Tras 15 ediciones, la UEFA ha decidido este histórico martes aplazar la celebración de la Eurocopa hasta 2021, así como finalizar sus competiciones de clubes, Liga de Campeones, masculina y femenina, y Liga Europa, cuando la pandemia del coronavirus permita su reanudación, si es que ello es posible a lo largo de este curso marcado por el pánico incertidumbre. Esta última medida también será aplicada a las competiciones nacionales, tal y como pretendían los clubes y las ligas profesionales.

Para el aplazamiento de la Eurocopa, la primera de la historia en 12 sedes y con 24 países, la UEFA ha de solicitar permiso a la FIFA y ponerse de acuerdo con ella, ya que para ese mismo verano estaba prevista la puesta en marcha de un nuevo Mundial de Clubes con 24 equipos. En principio, Gianni Infantino, máximo rector del fútbol internacional, evitará entrar en disputas con el esloveno Aleksander Ceferin, mandamás del deporte rey en el viejo continente. Todo apunta a que ese Mundialito se trasladará a diciembre.

La decisión, tomada desde Nyon por Ceferin tras celebrar una conferencia telemática con las 55 federaciones que lo componen, pretende evitar el descalabro económico que hubiera supuesto la suspensión tanto de la Eurocopa, prevista del 12 de junio al 12 de julio en 12 países distintos, entre ellos España con su sede de San Mamés en Bilbnao, como los grandes torneos de clubes.

Tanto la UEFA, cuyas reservas financieras se calculan en torno a 574 millones que en las condiciones actuales se antojaban insuficientes, como los clubes, las federaciones y el sindicato de futbolistas (Fifpro) contemplan con horror la finalización prematura de los campeonatos. La falta de cobertura por parte de los seguros, al tratarse de una causa de fuerza mayor, convertiría el problema en casi irresoluble desde el punto de vista financiero.

En la pasada Eurocopa 2016, organizada en Francia, la UEFA anunció una cifra de negocio total de 1.920 millones de euros, incluyendo todos los conceptos de ingresos (derechos de televisión, entradas...).
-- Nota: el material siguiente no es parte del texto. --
impl HardwareDeviceType {
    /// Every device type, in the order [`HardwareAccelerationMode::Auto`]
    /// falls back to when the codec does not express a preference.
    pub const ALL: [HardwareDeviceType; 7] = [
        HardwareDeviceType::Cuda,
        HardwareDeviceType::Vaapi,
        HardwareDeviceType::Drm,
        HardwareDeviceType::Qsv,
        HardwareDeviceType::VideoToolbox,
        HardwareDeviceType::D3d11va,
        HardwareDeviceType::Dxva2,
    ];

    pub(crate) fn to_av_hw_device_type(self) -> AVHWDeviceType {
        match self {
            HardwareDeviceType::Cuda => AVHWDeviceType::AV_HWDEVICE_TYPE_CUDA,
            HardwareDeviceType::Vaapi => AVHWDeviceType::AV_HWDEVICE_TYPE_VAAPI,
            HardwareDeviceType::Drm => AVHWDeviceType::AV_HWDEVICE_TYPE_DRM,
            HardwareDeviceType::Qsv => AVHWDeviceType::AV_HWDEVICE_TYPE_QSV,
            HardwareDeviceType::VideoToolbox => AVHWDeviceType::AV_HWDEVICE_TYPE_VIDEOTOOLBOX,
            HardwareDeviceType::D3d11va => AVHWDeviceType::AV_HWDEVICE_TYPE_D3D11VA,
            HardwareDeviceType::Dxva2 => AVHWDeviceType::AV_HWDEVICE_TYPE_DXVA2,
        }
    }

    pub(crate) fn from_av_hw_device_type(device_type: AVHWDeviceType) -> Option<Self> {
        match device_type {
            AVHWDeviceType::AV_HWDEVICE_TYPE_CUDA => Some(HardwareDeviceType::Cuda),
            AVHWDeviceType::AV_HWDEVICE_TYPE_VAAPI => Some(HardwareDeviceType::Vaapi),
            AVHWDeviceType::AV_HWDEVICE_TYPE_DRM => Some(HardwareDeviceType::Drm),
            AVHWDeviceType::AV_HWDEVICE_TYPE_QSV => Some(HardwareDeviceType::Qsv),
            AVHWDeviceType::AV_HWDEVICE_TYPE_VIDEOTOOLBOX => Some(HardwareDeviceType::VideoToolbox),
            AVHWDeviceType::AV_HWDEVICE_TYPE_D3D11VA => Some(HardwareDeviceType::D3d11va),
            AVHWDeviceType::AV_HWDEVICE_TYPE_DXVA2 => Some(HardwareDeviceType::Dxva2),
            _ => None,
        }
    }

    /// FFmpeg's name for the device type (e.g. `"vaapi"`).
    pub fn name(self) -> &'static str {
        match self {
            HardwareDeviceType::Cuda => "cuda",
            HardwareDeviceType::Vaapi => "vaapi",
            HardwareDeviceType::Drm => "drm",
            HardwareDeviceType::Qsv => "qsv",
            HardwareDeviceType::VideoToolbox => "videotoolbox",
            HardwareDeviceType::D3d11va => "d3d11va",
            HardwareDeviceType::Dxva2 => "dxva2",
        }
    }

    /// Opaque pixel format of this device's decoded surfaces.
    pub fn surface_format(self) -> Pixel {
        Pixel::from(match self {
            HardwareDeviceType::Cuda => AVPixelFormat::AV_PIX_FMT_CUDA,
            HardwareDeviceType::Vaapi => AVPixelFormat::AV_PIX_FMT_VAAPI,
            HardwareDeviceType::Drm => AVPixelFormat::AV_PIX_FMT_DRM_PRIME,
            HardwareDeviceType::Qsv => AVPixelFormat::AV_PIX_FMT_QSV,
            HardwareDeviceType::VideoToolbox => AVPixelFormat::AV_PIX_FMT_VIDEOTOOLBOX,
            HardwareDeviceType::D3d11va => AVPixelFormat::AV_PIX_FMT_D3D11,
            HardwareDeviceType::Dxva2 => AVPixelFormat::AV_PIX_FMT_DXVA2_VLD,
        })
    }

    /// The default chain for frames arriving on this device: scale to
    /// `width`×`height` on the device where a scaler exists, map or download
    /// to host memory, then convert to `format`.
    ///
    /// Windows devices have no device-side scaler in FFmpeg's stock filter
    /// set, so their chain downloads first and scales on the host.
    pub fn default_filter_chain(self, width: u32, height: u32, format: PixelFormat) -> String {
        let format = format.name();
        match self {
            HardwareDeviceType::Drm => {
                format!("scale_rkrga=w={width}:h={height}:format={format},hwmap=mode=read,format={format}")
            }
            HardwareDeviceType::Vaapi => {
                format!("scale_vaapi=w={width}:h={height}:format=nv12,hwmap=mode=read,format={format}")
            }
            HardwareDeviceType::Cuda => {
                format!("scale_cuda=w={width}:h={height}:format=nv12,hwdownload,format=nv12,format={format}")
            }
            HardwareDeviceType::Qsv => {
                format!("scale_qsv=w={width}:h={height}:format=nv12,hwdownload,format=nv12,format={format}")
            }
            HardwareDeviceType::VideoToolbox => {
                format!("scale_vt=w={width}:h={height},hwdownload,format=nv12,format={format}")
            }
            HardwareDeviceType::D3d11va | HardwareDeviceType::Dxva2 => {
                format!("hwdownload,format=nv12,scale=w={width}:h={height},format={format}")
            }
        }
    }
}

impl Display for HardwareDeviceType {
    fn fmt(&self, f: &mut Formatter<'_>) -> FmtResult {
        f.write_str(self.name())
    }
}

impl FromStr for HardwareDeviceType {
    type Err = String;

    /// Parse FFmpeg's device name. `"rkmpp"` is accepted as an alias for
    /// [`HardwareDeviceType::Drm`].
    fn from_str(name: &str) -> Result<Self, Self::Err> {
        match name.to_ascii_lowercase().as_str() {
            "cuda" | "nvdec" => Ok(HardwareDeviceType::Cuda),
            "vaapi" => Ok(HardwareDeviceType::Vaapi),
            "drm" | "rkmpp" => Ok(HardwareDeviceType::Drm),
            "qsv" => Ok(HardwareDeviceType::Qsv),
            "videotoolbox" => Ok(HardwareDeviceType::VideoToolbox),
            "d3d11va" => Ok(HardwareDeviceType::D3d11va),
            "dxva2" => Ok(HardwareDeviceType::Dxva2),
            other => Err(format!("unknown hardware device type '{other}'")),
        }
    }
}

/// List the hardware device types supported by the linked FFmpeg build.
///
/// Being listed does not guarantee a device can be opened on this host.
pub fn available_hardware_devices() -> Vec<HardwareDeviceType> {
    let mut devices = Vec::new();
    let mut device_type = AVHWDeviceType::AV_HWDEVICE_TYPE_NONE;

    loop {
        device_type = unsafe { ffmpeg_sys_next::av_hwdevice_iterate_types(device_type) };
        if device_type == AVHWDeviceType::AV_HWDEVICE_TYPE_NONE {
            break;
        }
        if let Some(device) = HardwareDeviceType::from_av_hw_device_type(device_type) {
            devices.push(device);
        }
    }

    devices
}

/// One owned reference to an FFmpeg `AVBufferRef`.
struct BufferReference {
    ptr: *mut AVBufferRef,
}

impl BufferReference {
    /// Take a new reference to a buffer someone else owns.
    fn share(ptr: *mut AVBufferRef) -> Option<Self> {
        if ptr.is_null() {
            return None;
        }
        let shared = unsafe { ffmpeg_sys_next::av_buffer_ref(ptr) };
        if shared.is_null() {
            None
        } else {
            Some(Self { ptr: shared })
        }
    }

    fn new_reference(&self) -> *mut AVBufferRef {
        unsafe { ffmpeg_sys_next::av_buffer_ref(self.ptr) }
    }
}

impl Drop for BufferReference {
    fn drop(&mut self) {
        if !self.ptr.is_null() {
            unsafe { ffmpeg_sys_next::av_buffer_unref(&mut self.ptr) };
        }
    }
}

/// An opened hardware device.
pub(crate) struct HardwareDeviceContext {
    reference: BufferReference,
    device: HardwareDeviceType,
}

impl HardwareDeviceContext {
    /// Open the default device of the given type.
    pub(crate) fn create(device: HardwareDeviceType) -> Result<Self, PipelineError> {
        let mut context: *mut AVBufferRef = ptr::null_mut();
        let result = unsafe {
            ffmpeg_sys_next::av_hwdevice_ctx_create(
                &mut context,
                device.to_av_hw_device_type(),
                ptr::null(),
                ptr::null_mut(),
                0,
            )
        };

        if result < 0 || context.is_null() {
            return Err(PipelineError::decode(
                DecodeErrorKind::HardwareUnavailable,
                format!(
                    "Failed to create {device} device context: {}",
                    ffmpeg_next::Error::from(result)
                ),
            ));
        }

        Ok(Self {
            reference: BufferReference { ptr: context },
            device,
        })
    }

    pub(crate) fn device(&self) -> HardwareDeviceType {
        self.device
    }

    pub(crate) fn new_reference(&self) -> *mut AVBufferRef {
        self.reference.new_reference()
    }
}

/// A pool of hardware surfaces shared between the decoder output and the
/// filter graph's source.
pub(crate) struct HardwareFramesContext {
    reference: BufferReference,
}

impl HardwareFramesContext {
    /// Take a reference to the pool a decoded frame was allocated from.
    pub(crate) fn from_frame_pool(pool: *mut AVBufferRef) -> Option<Self> {
        BufferReference::share(pool).map(|reference| Self { reference })
    }

    /// Allocate a new pool on `device` for surfaces of `hardware_format`
    /// backed by `software_format` data.
    pub(crate) fn allocate(
        device: &HardwareDeviceContext,
        hardware_format: Pixel,
        software_format: Pixel,
        width: u32,
        height: u32,
        pool_size: u32,
    ) -> Result<Self, PipelineError> {
        let mut device_reference = device.new_reference();
        let frames = unsafe { ffmpeg_sys_next::av_hwframe_ctx_alloc(device_reference) };
        unsafe { ffmpeg_sys_next::av_buffer_unref(&mut device_reference) };
        if frames.is_null() {
            return Err(PipelineError::decode(
                DecodeErrorKind::ContextInitFailed,
                "Failed to allocate hardware frames context",
            ));
        }
        let reference = BufferReference { ptr: frames };

        let result = unsafe {
            let pool = (*reference.ptr).data as *mut AVHWFramesContext;
            (*pool).format = AVPixelFormat::from(hardware_format);
            (*pool).sw_format = AVPixelFormat::from(software_format);
            (*pool).width = width as i32;
            (*pool).height = height as i32;
            (*pool).initial_pool_size = pool_size as i32;
            ffmpeg_sys_next::av_hwframe_ctx_init(reference.ptr)
        };
        if result < 0 {
            return Err(PipelineError::decode(
                DecodeErrorKind::ContextInitFailed,
                format!(
                    "Failed to initialise hardware frames context ({hardware_format:?} over {software_format:?}): {}",
                    ffmpeg_next::Error::from(result)
                ),
            ));
        }

        log::debug!(
            "Allocated hardware frame pool {hardware_format:?}/{software_format:?} {width}x{height} (initial size {pool_size})"
        );

        Ok(Self { reference })
    }

    pub(crate) fn as_ptr(&self) -> *mut AVBufferRef {
        self.reference.ptr
    }

    pub(crate) fn new_reference(&self) -> *mut AVBufferRef {
        self.reference.new_reference()
    }
}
Además, los ingresos brutos comerciales de las últimas ediciones de la Champions, la Liga Europa y la Supercopa continetal se estimaron en unos 3.250 millones de euros.

De ellos, según datos oficiales del organismo europeo, 295 millones se reservaron para cubrir los gastos de organización relativos a las competiciones, y el 7% (227,5 millones) para los pagos de solidaridad. De los ingresos netos resultantes de 2.730 millones de euros, el 6,5% se reservó para el fútbol europeo y se mantendrá en la UEFA, y el 93,5% restante se distribuyó entre los clubes participantes.

El presidente de LaLiga española, Javier Tebas, ya puso de manifesto el domingo que la suspensión definitiva del campeonato le supondría unas pérdidas de 638 millones de euros. En Italia, la cifra supera los 1.000 millones. Parecido ocuriría con la Bundesliga y no digamos ya con la Premier, muy por delante en lo económico del resto de torneos de la regularidad.

Con las medidas de confinamiento en los países y el creciente cierre de fronteras, «la UEFA no tenía elección, estaba obligada a aplazar la Eurocopa o la Liga de Campeones», afirmó una personalidad del fútbol mundial citada la por la agencia AFP.

Pero paradójicamente, su aspecto multinacional facilita el escenario de un aplazamiento, sin estigmatizar diplomáticamente a un único país anfitrión que haya realizado una gran inversión. «Eso me parece más sencillo», avanzó, por su parte, Raffaele Poli, director del Observatorio del fútbol en el Centros Internacional de estudios del Deporte (CIES) de Neuchâtel (Suiza). El seleccionador italiano Roberto Mancini comparte la opinión del presidente de su federación, Gabriele Gravina, que propuso «aplazar la Eurocopa».